26 October 2009

A New Year, A Hidden Treasure

This week marks two months for me in New Delhi, and finally, finally, I'm starting to get the hang of things here. Or, maybe really and truly finally get a sense of humor.

I will admit, there are times when India still baffles and enrages me---like, when, today while trying to buy a three-ring binder for a student I am tutoring (more on my new glamorous career later), I was first ignored for 25 minutes by the shopkeeper who was texting on his cellphone and then proffered, in this order, a plastic sheet ("sorry, ye three ring binder nahin hai. ye sheet of plastic from 1964 hai. Please keep looking."), half an envelope that had been torn down the middle, and finally, the only three ring binder that was in stock, which had clearly survived both world wars and been digested by a camel at some point.

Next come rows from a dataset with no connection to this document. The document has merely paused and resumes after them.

use std::fs::{self, OpenOptions};
use std::io;
use std::sync::Mutex;
use std::time::Duration;

use anyhow::{Context, Result};
use clap::Parser;
use crossterm::{
    execute,
    terminal::{disable_raw_mode, enable_raw_mode, EnterAlternateScreen, LeaveAlternateScreen},
};
use ratatui::backend::CrosstermBackend;
use ratatui::Terminal;
use tracing::{info, warn};
use tracing_subscriber::{layer::SubscriberExt, util::SubscriberInitExt, EnvFilter};

use songbook::app::handler;
use songbook::app::state::SelectionState;
use songbook::app::App;
use songbook::catalog::loader::{self, LoadOutcome};
use songbook::catalog::{watcher, CatalogSource};
use songbook::config::{Args, Config, FileConfig};
use songbook::event::{input, Event};
use songbook::ui::Ui;

fn main() -> Result<()> {
    let args = Args::parse();
    let config_path = Config::config_path(&args);
    let (file_config, config_error) = match FileConfig::read(&config_path) {
        Ok(file) => (file.unwrap_or_default(), None),
        Err(e) => (FileConfig::default(), Some(e)),
    };
    let config = Config::resolve(&args, &file_config);

    init_logging(&config)?;
    if let Some(e) = config_error {
        warn!(error = %format!("{:#}", e), "ignoring config file");
    }
    info!(catalog = %config.catalog, slots = config.performer_visible_count, watch = config.watch, "starting songbook");

    // Setup terminal
    enable_raw_mode()?;
    let mut stdout = io::stdout();
    execute!(stdout, EnterAlternateScreen)?;
    let backend = CrosstermBackend::new(stdout);
    let mut terminal = Terminal::new(backend)?;

    let result = run_app(&mut terminal, &config);

    // Restore terminal
    disable_raw_mode()?;
    execute!(terminal.backend_mut(), LeaveAlternateScreen)?;
    terminal.show_cursor()?;

    if let Err(e) = result {
        eprintln!("Error: {:#}", e);
    }

    Ok(())
}

fn init_logging(config: &Config) -> Result<()> {
    if let Some(parent) = config.log_file.parent() {
        fs::create_dir_all(parent)
            .with_context(|| format!("failed to create {}", parent.display()))?;
    }
    let file = OpenOptions::new()
        .create(true)
        .append(true)
        .open(&config.log_file)
        .with_context(|| format!("failed to open log file {}", config.log_file.display()))?;

    // The terminal belongs to the UI, so logs only go to the file.
    tracing_subscriber::registry()
        .with(EnvFilter::try_from_default_env().unwrap_or_else(|_| "songbook=info".into()))
        .with(
            tracing_subscriber::fmt::layer()
                .with_writer(Mutex::new(file))
                .with_ansi(false),
        )
        .init();
    Ok(())
}

fn run_app(terminal: &mut Terminal<CrosstermBackend<io::Stdout>>, config: &Config) -> Result<()> {
    let (event_tx, event_rx) = crossbeam_channel::unbounded();

    let _input_handle = input::spawn_input_thread(event_tx.clone());

    // One-shot catalog load; the result arrives as an event
    let load_tx = event_tx.clone();
    let _load_handle = loader::spawn_load(config.catalog.clone(), move |outcome| {
        let _ = load_tx.send(Event::CatalogLoaded(outcome));
    });

    let _watcher = match (&config.catalog, config.watch) {
        (CatalogSource::File(path), true) => {
            let reload_tx = event_tx.clone();
            watcher::spawn_watcher(path, move |outcome: LoadOutcome| {
                let _ = reload_tx.send(Event::CatalogLoaded(outcome));
            })
        }
        (CatalogSource::Url(_), true) => {
            warn!("--watch only applies to catalog files");
            None
        }
        _ => None,
    };

    let mut app = App::new(SelectionState::with_visible_count(config.performer_visible_count));
    let mut ui = Ui::new();

    terminal.draw(|frame| ui.render(frame, &app))?;

    loop {
        match event_rx.recv_timeout(Duration::from_millis(250)) {
            Ok(Event::Key(key)) => {
                for action in handler::handle_key_event(key, &app, &mut ui) {
                    app.handle_action(action);
                }
                if app.should_quit {
                    break;
                }
            }
            Ok(Event::Resize(_, _)) => {} // Will re-render below
            Ok(Event::CatalogLoaded(outcome)) => {
                app.on_catalog_loaded(outcome);
                ui.reset_cursors();
            }
            Err(crossbeam_channel::RecvTimeoutError::Timeout) => continue,
            Err(crossbeam_channel::RecvTimeoutError::Disconnected) => break,
        }

        terminal.draw(|frame| ui.render(frame, &app))?;
    }

    info!("songbook exiting");
    Ok(())
}
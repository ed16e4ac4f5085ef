pub mod help_modal;
pub mod performer_modal;
pub mod search_bar;
pub mod status_bar;
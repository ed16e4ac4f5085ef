//! Songbook: faceted browsing over a fixed song catalog.
//!
//! The query engine lives in [`catalog`], [`facet`] and [`query`]; [`app`]
//! owns the mutable selection and recomputes every derived view from it, and
//! [`ui`] renders that state in a terminal.
pub mod app;
pub mod catalog;
pub mod config;
pub mod error;
pub mod event;
pub mod facet;
pub mod query;
pub mod ui;

pub use app::state::SelectionState;
pub use app::{App, AppAction};
pub use catalog::song::Song;
pub use catalog::{Catalog, CatalogSource};
pub use error::CatalogError;
pub use facet::{Facet, FacetCount, FacetIndex};
pub use query::sort::SortKey;
use std::path::{Path, PathBuf};
use std::time::{Duration, Instant};

use notify::{EventKind, RecommendedWatcher, RecursiveMode, Watcher};
use tracing::{debug, info, warn};

use super::loader::LoadOutcome;
use super::CatalogSource;

const DEBOUNCE: Duration = Duration::from_millis(750);

/// Watches a catalog file and reloads it after writes settle.
///
/// The parent directory is watched rather than the file itself so editors
/// that save by renaming a temp file still trigger a reload. Returns `None`
/// when the watcher cannot be set up; the session then keeps its first load.
pub fn spawn_watcher<F>(path: &Path, on_reload: F) -> Option<RecommendedWatcher>
where
    F: Fn(LoadOutcome) + Send + 'static,
{
    let file = path.to_path_buf();
    let dir = match path.parent() {
        Some(p) if !p.as_os_str().is_empty() => p.to_path_buf(),
        _ => PathBuf::from("."),
    };
    let file_name = file.file_name()?.to_os_string();
    let (notify_tx, notify_rx) = crossbeam_channel::unbounded();

    let mut watcher = RecommendedWatcher::new(
        move |res: Result<notify::Event, notify::Error>| match res {
            Ok(ev) => {
                let relevant = matches!(
                    ev.kind,
                    EventKind::Create(_) | EventKind::Remove(_) | EventKind::Modify(_)
                ) && ev
                    .paths
                    .iter()
                    .any(|p| p.file_name() == Some(file_name.as_os_str()));
                if relevant {
                    let _ = notify_tx.send(());
                }
            }
            Err(err) => debug!(error = %err, "catalog watch error"),
        },
        notify::Config::default(),
    )
    .map_err(|err| warn!(error = %err, "cannot create catalog watcher"))
    .ok()?;

    watcher
        .watch(&dir, RecursiveMode::NonRecursive)
        .map_err(|err| warn!(dir = %dir.display(), error = %err, "cannot watch catalog directory"))
        .ok()?;
    info!(file = %file.display(), "watching catalog for changes");

    std::thread::spawn(move || {
        let source = CatalogSource::File(file);
        let mut pending: Option<Instant> = None;

        loop {
            match notify_rx.recv_timeout(Duration::from_millis(250)) {
                Ok(()) => pending = Some(Instant::now()),
                Err(crossbeam_channel::RecvTimeoutError::Timeout) => {
                    if pending.is_some_and(|at| at.elapsed() >= DEBOUNCE) {
                        pending = None;
                        info!(%source, "catalog changed on disk, reloading");
                        on_reload(LoadOutcome::fetch(&source));
                    }
                }
                Err(crossbeam_channel::RecvTimeoutError::Disconnected) => break,
            }
        }
    });

    Some(watcher)
}

#[cfg(test)]
mod tests {
    use super::*;
    use std::fs;

    const ONE_SONG: &str = r#"[{"id":"1","title":"Spring Day","artist":"BTS"}]"#;
    const TWO_SONGS: &str = r#"[
        {"id":"1","title":"Spring Day","artist":"BTS"},
        {"id":"2","title":"Gravity","artist":"Lee"}
    ]"#;

    fn watch(path: &Path) -> (RecommendedWatcher, crossbeam_channel::Receiver<LoadOutcome>) {
        let (tx, rx) = crossbeam_channel::unbounded();
        let watcher = spawn_watcher(path, move |outcome| {
            let _ = tx.send(outcome);
        })
        .expect("watcher should start on a temp dir");
        // let the backend register before touching files
        std::thread::sleep(Duration::from_millis(200));
        (watcher, rx)
    }

    #[test]
    fn rewriting_the_catalog_delivers_a_reload() {
        let dir = tempfile::tempdir().unwrap();
        let path = dir.path().join("song.json");
        fs::write(&path, ONE_SONG).unwrap();
        let (_watcher, rx) = watch(&path);

        fs::write(&path, TWO_SONGS).unwrap();

        match rx.recv_timeout(Duration::from_secs(10)).unwrap() {
            LoadOutcome::Loaded(catalog) => assert_eq!(catalog.len(), 2),
            other => panic!("expected a loaded catalog, got {other:?}"),
        }
    }

    #[test]
    fn other_files_in_the_directory_are_ignored() {
        let dir = tempfile::tempdir().unwrap();
        let path = dir.path().join("song.json");
        fs::write(&path, ONE_SONG).unwrap();
        let (_watcher, rx) = watch(&path);

        fs::write(dir.path().join("notes.json"), TWO_SONGS).unwrap();
        fs::write(dir.path().join("song.json.bak"), TWO_SONGS).unwrap();

        assert!(rx.recv_timeout(DEBOUNCE * 3).is_err());
    }
}
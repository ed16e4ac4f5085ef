pub mod facet_pane;
pub mod results_pane;
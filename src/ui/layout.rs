use ratatui::layout::{Constraint, Direction, Layout, Rect};

#[derive(Debug, Clone)]
pub struct LayoutAreas {
    pub search_bar: Rect,
    pub genres: Rect,
    pub performers: Rect,
    pub tags: Rect,
    pub results: Rect,
    pub status_bar: Rect,
}

impl LayoutAreas {
    pub fn compute(area: Rect, facet_width: u16) -> Self {
        let vertical = Layout::default()
            .direction(Direction::Vertical)
            .constraints([
                Constraint::Length(3), // Search bar (bordered)
                Constraint::Min(10),   // Facets | results
                Constraint::Length(1), // Status line
            ])
            .split(area);

        let columns = Layout::default()
            .direction(Direction::Horizontal)
            .constraints([
                Constraint::Percentage(facet_width),
                Constraint::Percentage(100 - facet_width),
            ])
            .split(vertical[1]);

        let facets = Layout::default()
            .direction(Direction::Vertical)
            .constraints([
                Constraint::Percentage(25),
                Constraint::Percentage(50),
                Constraint::Percentage(25),
            ])
            .split(columns[0]);

        Self {
            search_bar: vertical[0],
            genres: facets[0],
            performers: facets[1],
            tags: facets[2],
            results: columns[1],
            status_bar: vertical[2],
        }
    }
}

/// A `percent_x` by `percent_y` rectangle centered in `area`, for modals.
pub fn centered_rect(percent_x: u16, percent_y: u16, area: Rect) -> Rect {
    let vertical = Layout::default()
        .direction(Direction::Vertical)
        .constraints([
            Constraint::Percentage((100 - percent_y) / 2),
            Constraint::Percentage(percent_y),
            Constraint::Percentage((100 - percent_y) / 2),
        ])
        .split(area);

    Layout::default()
        .direction(Direction::Horizontal)
        .constraints([
            Constraint::Percentage((100 - percent_x) / 2),
            Constraint::Percentage(percent_x),
            Constraint::Percentage((100 - percent_x) / 2),
        ])
        .split(vertical[1])[1]
}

Or, the occasional man who falls off his motorbike while craning his head in traffic to stare at me.

But mostly, I am finding that my relationship with New Delhi is evolving beyond the first (primarily abusive) stages into something more nuanced. I'm not sure if this is love, or even really a romance, but something good is happening and I like it.


I. Coronation Park


What I like most about Delhi is that it is a city of multiple personalities---none of whom seem aware that the others exist. One of these dichotomies is the difference between North and South Delhi. South Delhi, where we and almost all other members of the middle and upper class live, is fully engaged (if not successfully engaged) in the march towards modernity, while North Delhi lags behind like the ragged entrails of the past. In search of a bit of this, yesterday afternoon we set off for Coronation Memorial, once the site of coronation ceremonies and ascension celebrations in India's past life as a British colony, now an overgrown plot not far from the Yamuna River where the statuary ghosts of King George V and several Viceroies were dumped and forgotten at Independence.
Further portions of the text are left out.